Harry turned around, scanning the room, taking in each of the unknown patron's faces. Most were still unconscious. In fact, all except for the one Aussie and the stammering lady were. But Hermione was right, this wasn't Ron. He may be brash, often speaking without thinking, but Ron was not violent, and he sure as fuck wasn't murderous.

Harry's eyes landed on that whimpering woman, and in a second of inattention she let it slip.

There was an unnaturally concerted expression on her face.

He was positive the growl came from him.


ECOTS


She hated this. She hated all of it. A bat swooped down, rustling her hair, and she closed her eyes and whimpered.

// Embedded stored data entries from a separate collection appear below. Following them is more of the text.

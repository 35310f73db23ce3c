use fe_core::dataset::{Dataset, DatasetError};
use fe_core::domain::Domain;
use fe_core::series::{floor_at, generate, wave, ColorToken, SeriesSpec};

fn demand(i: usize) -> f64 {
    floor_at(180.0 + wave(i, 3.8, 6.0) * 120.0, 80.0)
}

#[test]
fn hourly_demand_curve_is_floored() {
    let out = generate(24, demand);
    assert_eq!(out.len(), 24);
    assert!(out.iter().all(|v| *v >= 80.0));
    // sin(-6/3.8) is below -1/3, so the first hour clamps to the base load
    assert_eq!(out[0], 80.0);
    // the curve crosses its baseline at the phase offset
    assert_eq!(out[6], 180.0);
    for (i, v) in out.iter().enumerate() {
        assert_eq!(*v, demand(i));
    }
}

#[test]
fn generation_is_deterministic() {
    assert_eq!(generate(24, demand), generate(24, demand));
}

#[test]
fn actual_and_predicted_over_two_weeks() {
    let ds = Dataset::build(
        Domain::Days { count: 14 },
        &[
            SeriesSpec::new("actual", "Actual", ColorToken::Chart1, |i| 280.0 + i as f64),
            SeriesSpec::new("predicted", "Predicted", ColorToken::Chart2, |i| 275.0 + i as f64),
        ],
    )
    .unwrap();
    let rows = ds.rows();
    assert_eq!(rows.len(), 14);
    assert!(rows.iter().all(|r| r.values.len() == 2));
    assert_eq!(ds.column_keys(), vec!["actual", "predicted"]);
    assert_eq!(rows[0].label, "Day 1");
    assert_eq!(rows[13].values, vec![293.0, 288.0]);
}

#[test]
fn dataset_serializes_with_domain_tag() {
    let ds = Dataset::build(
        Domain::HourOfDay,
        &[SeriesSpec::constant("contracted", "Contract", ColorToken::Chart5, 350.0)],
    )
    .unwrap();
    let json = serde_json::to_value(&ds).unwrap();
    assert_eq!(json["domain"]["kind"], "hour_of_day");
    assert_eq!(json["columns"][0]["color"], "chart-5");
    let back: Dataset = serde_json::from_value(json).unwrap();
    assert_eq!(back, ds);
}

#[test]
fn ragged_error_message_names_column() {
    let err = Dataset::build(
        Domain::categories(["a", "b"]),
        &[SeriesSpec::from_values("x", "X", ColorToken::Chart1, vec![1.0])],
    )
    .unwrap_err();
    assert!(matches!(err, DatasetError::RaggedColumn { .. }));
    assert!(err.to_string().contains("`x`"));
}
pub mod chart;
pub mod gate_overlay;
pub mod gauge_bar;
pub mod help_modal;
pub mod metric_card;
pub mod status_bar;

She wasn't used to this, to magic. It was foreign and dark and terrifying. The scents of apples and pumpkins mixed on the air, mingling with piss and beer and blood. The entire room was wrecked, nearly everything destroyed, and people littered the ground.

And at least two of them wanted her dead.

Kally stood there, on her own two feet, feeling nauseous, ill, like she was going to collapse at any second. A high pitched buzz rang in her ears - oxygen deprivation – and she listened as the room at large essentially debated whether or not to kill her.

She couldn't blame them. She'd killed someone.

She wet her lips and her eyes flickered open, anchoring onto the fallen form of Ludo Bagman. It was like an invisible weight pressed down on her chest. Her left hand shook, her breaths unsteady, but…

She didn't regret it.

She couldn't.

The Three Broomsticks moved around her, but it all was happening – the conversation, the debate, the chaos – through a dull, buzzing filter. All the voices seemed muted, unreal, and she focused everything she had on trying not to collapse.

And then Potter's wand lashed out, a red spell firing out and striking Weasley full in the chest, and everything came rocketing back into stark clarity.

The wizard dropped like a rock from the astronomy tower, hitting the ground, and while her eyes were still fixed on that a hand grabbed her by the wrist.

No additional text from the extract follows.